もちろん精神科医は多くの場合、ブラックボックスの中身を詳しく知っているわけではない。頭蓋骨を開けたら脳がそこに入っていて、額に近い前方にあるのが前頭葉、それから側頭葉、頭頂葉、後方にあるのが後頭葉…くらいは常識だろう。医師は何しろ解剖の授業を経ている。どんなに授業をサボる医学生でも、解剖の実習くらいはしっかりやるものだ。自分の手で脳を切り開いたという経験の記憶は簡単には抜けない。大脳皮質など脳組織の大まかな構造は心得ているものだ。しかし大脳皮質より中心部の器官、視床や被殻、線条体、海馬、扁桃核・・・・となると、もう位置関係があいまいになってくる。もちろん医学用語としてはこれまで散々耳にしているだろう。しかしそれぞれの器官の持つ機能なども細かいことは案外忘れてしまっているものだ。精神科医によっては、脳は勉強不足のために本当にブラックボックスになってしまっているかもしれない。そういう精神科医に聞いてみる。「先生、そんないい加減な知識でいいんですか?もう少し勉強してください。」すると精神科医はこういうだろう。「毎日患者を診るのに忙しくて、勉強どころじゃないよ。」でもその仕事とは、脳科学的な知識を生かして患者に薬を出すことだったりする。精神科医の多くはそんな程度かもしれない。

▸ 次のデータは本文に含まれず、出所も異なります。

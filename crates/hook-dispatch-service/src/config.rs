//! Configuration types for the HTTP service
//!
//! Every field carries a serde default, so an empty configuration source
//! produces a usable config apart from the webhook secret, which
//! [`ServiceConfig::validate`] insists on.

use std::path::PathBuf;
use std::time::Duration;

use hook_dispatch_core::auth::exchange::DEFAULT_GITHUB_API_URL;
use hook_dispatch_core::auth::tokens::DEFAULT_REFRESH_MARGIN_SECONDS;
use hook_dispatch_core::dispatch::DEFAULT_DISPATCH_TIMEOUT;
use hook_dispatch_core::idempotency::DEFAULT_IDEMPOTENCY_TTL_SECONDS;
use hook_dispatch_core::{DispatchFailurePolicy, RetryPolicy};
use serde::{Deserialize, Serialize};
use tracing::info;

use crate::errors::ConfigError;

/// System-wide configuration file, without extension.
pub const SYSTEM_CONFIG_FILE: &str = "/etc/hook-dispatch/service";

/// Deployment-local configuration file, relative to the working directory.
pub const LOCAL_CONFIG_FILE: &str = "config/service";

/// Environment variable naming an extra configuration file.
pub const CONFIG_FILE_ENV: &str = "HD_CONFIG_FILE";

/// Prefix of configuration environment variables (`HD__SECTION__KEY`).
pub const ENV_PREFIX: &str = "HD";

/// Service configuration
#[derive(Debug, Clone, Default, Serialize, Deserialize)]
#[serde(default)]
pub struct ServiceConfig {
    pub server: ServerConfig,
    pub github: GitHubConfig,
    pub idempotency: IdempotencyConfig,
    pub tokens: TokenConfig,
    pub dispatch: DispatchConfig,
    pub retry: RetryConfig,
    pub logging: LoggingConfig,
}

impl ServiceConfig {
    /// Load configuration from the layered sources, later sources winning:
    ///
    /// 1. `/etc/hook-dispatch/service.yaml`
    /// 2. `./config/service.yaml`
    /// 3. the file named by `HD_CONFIG_FILE` (must exist when set)
    /// 4. `HD__SECTION__KEY` environment variables
    ///
    /// The result is not validated.
    pub fn load() -> Result<Self, ConfigError> {
        let mut builder = config::Config::builder()
            .add_source(
                config::File::with_name(SYSTEM_CONFIG_FILE)
                    .required(false)
                    .format(config::FileFormat::Yaml),
            )
            .add_source(
                config::File::with_name(LOCAL_CONFIG_FILE)
                    .required(false)
                    .format(config::FileFormat::Yaml),
            );

        if let Ok(explicit_path) = std::env::var(CONFIG_FILE_ENV) {
            if !explicit_path.is_empty() {
                info!(path = %explicit_path, "Loading configuration from explicit path");
                builder = builder.add_source(
                    config::File::with_name(&explicit_path)
                        .required(true)
                        .format(config::FileFormat::Yaml),
                );
            }
        }

        builder
            .add_source(
                config::Environment::with_prefix(ENV_PREFIX)
                    .prefix_separator("__")
                    .separator("__")
                    .try_parsing(true),
            )
            .build()?
            .try_deserialize()
            .map_err(ConfigError::from)
    }

    /// Reject configurations the service cannot run with.
    pub fn validate(&self) -> Result<(), ConfigError> {
        if self.server.port == 0 {
            return Err(invalid("server.port must not be 0"));
        }

        if self.server.max_body_size == 0 {
            return Err(invalid("server.max_body_size must be greater than 0"));
        }

        if self.github.webhook_secret.is_empty() {
            return Err(ConfigError::Missing {
                key: "github.webhook_secret".to_string(),
            });
        }

        match (&self.github.app_id, &self.github.private_key_path) {
            (Some(_), None) => {
                return Err(ConfigError::Missing {
                    key: "github.private_key_path".to_string(),
                })
            }
            (None, Some(_)) => {
                return Err(ConfigError::Missing {
                    key: "github.app_id".to_string(),
                })
            }
            _ => {}
        }

        url::Url::parse(&self.github.api_url)
            .map_err(|e| invalid(format!("github.api_url is not a valid URL: {}", e)))?;

        if self.idempotency.ttl_seconds == 0 {
            return Err(invalid("idempotency.ttl_seconds must be greater than 0"));
        }

        if self.dispatch.timeout_seconds == 0 {
            return Err(invalid("dispatch.timeout_seconds must be greater than 0"));
        }

        if self.dispatch.timeout_seconds > self.server.request_timeout_seconds {
            return Err(invalid(
                "dispatch.timeout_seconds must not exceed server.request_timeout_seconds",
            ));
        }

        if self.retry.max_attempts == 0 {
            return Err(invalid("retry.max_attempts must be greater than 0"));
        }

        if self.retry.base_delay_ms > self.retry.max_delay_ms {
            return Err(invalid("retry.base_delay_ms must not exceed retry.max_delay_ms"));
        }

        if self.retry.multiplier.is_nan() || self.retry.multiplier < 1.0 {
            return Err(invalid("retry.multiplier must be at least 1.0"));
        }

        if self.retry.batch_size == 0 {
            return Err(invalid("retry.batch_size must be greater than 0"));
        }

        if self.retry.store == RetryStoreKind::Filesystem && self.retry.store_path.is_none() {
            return Err(ConfigError::Missing {
                key: "retry.store_path".to_string(),
            });
        }

        Ok(())
    }
}

fn invalid(message: impl Into<String>) -> ConfigError {
    ConfigError::Invalid {
        message: message.into(),
    }
}

/// HTTP server configuration
#[derive(Debug, Clone, Serialize, Deserialize)]
#[serde(default)]
pub struct ServerConfig {
    pub host: String,
    pub port: u16,

    /// Upper bound on the time a webhook request is held open
    pub request_timeout_seconds: u64,

    /// Maximum request body size in bytes
    pub max_body_size: usize,
}

impl Default for ServerConfig {
    fn default() -> Self {
        Self {
            host: "0.0.0.0".to_string(),
            port: 8080,
            request_timeout_seconds: 10,
            max_body_size: 25 * 1024 * 1024, // GitHub caps payloads at 25MB
        }
    }
}

/// GitHub App credentials and API settings.
///
/// The App credentials are optional; without them handlers receive no
/// installation token.
#[derive(Clone, Serialize, Deserialize)]
#[serde(default)]
pub struct GitHubConfig {
    pub app_id: Option<u64>,
    pub private_key_path: Option<PathBuf>,
    #[serde(skip_serializing)]
    pub webhook_secret: String,
    pub api_url: String,
    pub user_agent: String,
}

impl Default for GitHubConfig {
    fn default() -> Self {
        Self {
            app_id: None,
            private_key_path: None,
            webhook_secret: String::new(),
            api_url: DEFAULT_GITHUB_API_URL.to_string(),
            user_agent: concat!("hook-dispatch/", env!("CARGO_PKG_VERSION")).to_string(),
        }
    }
}

impl std::fmt::Debug for GitHubConfig {
    fn fmt(&self, f: &mut std::fmt::Formatter<'_>) -> std::fmt::Result {
        f.debug_struct("GitHubConfig")
            .field("app_id", &self.app_id)
            .field("private_key_path", &self.private_key_path)
            .field("webhook_secret", &"<REDACTED>")
            .field("api_url", &self.api_url)
            .field("user_agent", &self.user_agent)
            .finish()
    }
}

#[derive(Debug, Clone, Serialize, Deserialize)]
#[serde(default)]
pub struct IdempotencyConfig {
    pub ttl_seconds: u64,
}

impl Default for IdempotencyConfig {
    fn default() -> Self {
        Self {
            ttl_seconds: DEFAULT_IDEMPOTENCY_TTL_SECONDS as u64,
        }
    }
}

impl IdempotencyConfig {
    pub fn ttl(&self) -> chrono::Duration {
        chrono::Duration::seconds(i64::try_from(self.ttl_seconds).unwrap_or(i64::MAX / 1000))
    }
}

#[derive(Debug, Clone, Serialize, Deserialize)]
#[serde(default)]
pub struct TokenConfig {
    /// A cached token expiring within this margin is refreshed
    pub refresh_margin_seconds: u64,
}

impl Default for TokenConfig {
    fn default() -> Self {
        Self {
            refresh_margin_seconds: DEFAULT_REFRESH_MARGIN_SECONDS as u64,
        }
    }
}

#[derive(Debug, Clone, Serialize, Deserialize)]
#[serde(default)]
pub struct DispatchConfig {
    pub failure_policy: DispatchFailurePolicy,
    pub timeout_seconds: u64,
}

impl Default for DispatchConfig {
    fn default() -> Self {
        Self {
            failure_policy: DispatchFailurePolicy::default(),
            timeout_seconds: DEFAULT_DISPATCH_TIMEOUT.as_secs(),
        }
    }
}

impl DispatchConfig {
    pub fn timeout(&self) -> Duration {
        Duration::from_secs(self.timeout_seconds)
    }
}

/// Backing store of the retry queue.
#[derive(Debug, Clone, Copy, Default, PartialEq, Eq, Serialize, Deserialize)]
#[serde(rename_all = "snake_case")]
pub enum RetryStoreKind {
    #[default]
    Memory,
    Filesystem,
}

#[derive(Debug, Clone, Serialize, Deserialize)]
#[serde(default)]
pub struct RetryConfig {
    pub max_attempts: u32,
    pub base_delay_ms: u64,
    pub max_delay_ms: u64,
    pub multiplier: f64,
    pub poll_interval_ms: u64,
    pub batch_size: usize,
    pub store: RetryStoreKind,
    pub store_path: Option<PathBuf>,
}

impl Default for RetryConfig {
    fn default() -> Self {
        let policy = RetryPolicy::default();
        Self {
            max_attempts: policy.max_attempts,
            base_delay_ms: policy.base_delay.as_millis() as u64,
            max_delay_ms: policy.max_delay.as_millis() as u64,
            multiplier: policy.multiplier,
            poll_interval_ms: 5_000,
            batch_size: 32,
            store: RetryStoreKind::Memory,
            store_path: None,
        }
    }
}

impl RetryConfig {
    pub fn policy(&self) -> RetryPolicy {
        RetryPolicy::new(
            self.max_attempts,
            Duration::from_millis(self.base_delay_ms),
            Duration::from_millis(self.max_delay_ms),
            self.multiplier,
        )
    }

    pub fn poll_interval(&self) -> Duration {
        Duration::from_millis(self.poll_interval_ms)
    }
}

/// Logging configuration
#[derive(Debug, Clone, Serialize, Deserialize)]
#[serde(default)]
pub struct LoggingConfig {
    /// Filter directive used when `RUST_LOG` is unset
    pub level: String,

    /// Emit JSON lines instead of human-readable output
    pub json_format: bool,
}

impl Default for LoggingConfig {
    fn default() -> Self {
        Self {
            level: "hook_dispatch_service=info,hook_dispatch_core=info,tower_http=info".to_string(),
            json_format: false,
        }
    }
}

#[cfg(test)]
#[path = "config_tests.rs"]
mod tests;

いずれにせよ心理士よりは脳についての知識のある精神科医の特技は何と言っても薬を使うことだ。彼らは気安く薬を出して、精神の問題を解決しようとする、と思われるかもしれない。たとえば人前で緊張するという人に対して、「じゃ、少し安定剤を出してあげましょう。楽になりますよ。」などという。しかしそれを言われた患者は思うのだ。人前で緊張する、というのは私がずっと前からの悩みだし、それを克服しようといろいろと努力をし、工夫をしてきたのだ。それを薬を飲むだけで治せるのだろうか?いや、もし薬でよくなるとしても、それって薬に頼ってしまうことにならないか?少しも本質的な解決になりはしないのではないか? この反応は多くの心理士にも当てはまるかもしれない。

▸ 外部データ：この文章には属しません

//! # Hook Dispatch Service
//!
//! Binary entry point. Loads configuration, installs logging, wires the core
//! components and serves until SIGINT/SIGTERM.
//!
//! Exit codes: 1 bind failure, 2 server failure, 3 configuration error,
//! 4 startup failure.

use anyhow::Context;
use hook_dispatch_service::{
    build_state, handlers::default_router, logging::init_logging, start_server, ServiceConfig,
    ServiceError,
};
use tokio_util::sync::CancellationToken;
use tracing::{error, info};

#[tokio::main]
async fn main() -> anyhow::Result<()> {
    let loaded = ServiceConfig::load();

    let logging = loaded
        .as_ref()
        .map(|c| c.logging.clone())
        .unwrap_or_default();
    init_logging(&logging);

    let config = match loaded {
        Ok(config) => config,
        Err(e) => {
            error!(error = %e, "Failed to load configuration; aborting");
            std::process::exit(3);
        }
    };

    if let Err(e) = config.validate() {
        error!(error = %e, "Service configuration is invalid; aborting");
        std::process::exit(3);
    }

    info!(
        version = env!("CARGO_PKG_VERSION"),
        retry_store = ?config.retry.store,
        failure_policy = ?config.dispatch.failure_policy,
        "Starting hook-dispatch service"
    );

    // An invalid handler pattern is a build defect, not an operator error
    let router = default_router().context("Failed to build handler routing table")?;

    let shutdown = CancellationToken::new();
    let result = match build_state(config, router, shutdown.clone()).await {
        Ok((state, worker)) => start_server(state, worker, shutdown).await,
        Err(e) => Err(e),
    };

    if let Err(e) = result {
        error!(error = %e, "Service failed");
        exit_with(e);
    }

    Ok(())
}

fn exit_with(e: ServiceError) -> ! {
    std::process::exit(e.exit_code())
}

それを聞いて、ブラックボックスに薬を入れることでその変化をみることに慣れている精神科医は、少し呆れた顔をしてこういうだろう。「だって…それで楽になるのであれば、いいではないか?」ところがそういう精神科医に限って、自分の家族が薬を飲むということには大きな抵抗を覚える。人によっては自分が飲むことにも大きなためらいを感じる。家族や自分自身の脳をブラックボックスとみなすことには、案外慣れていないのもかれら精神科医なのである。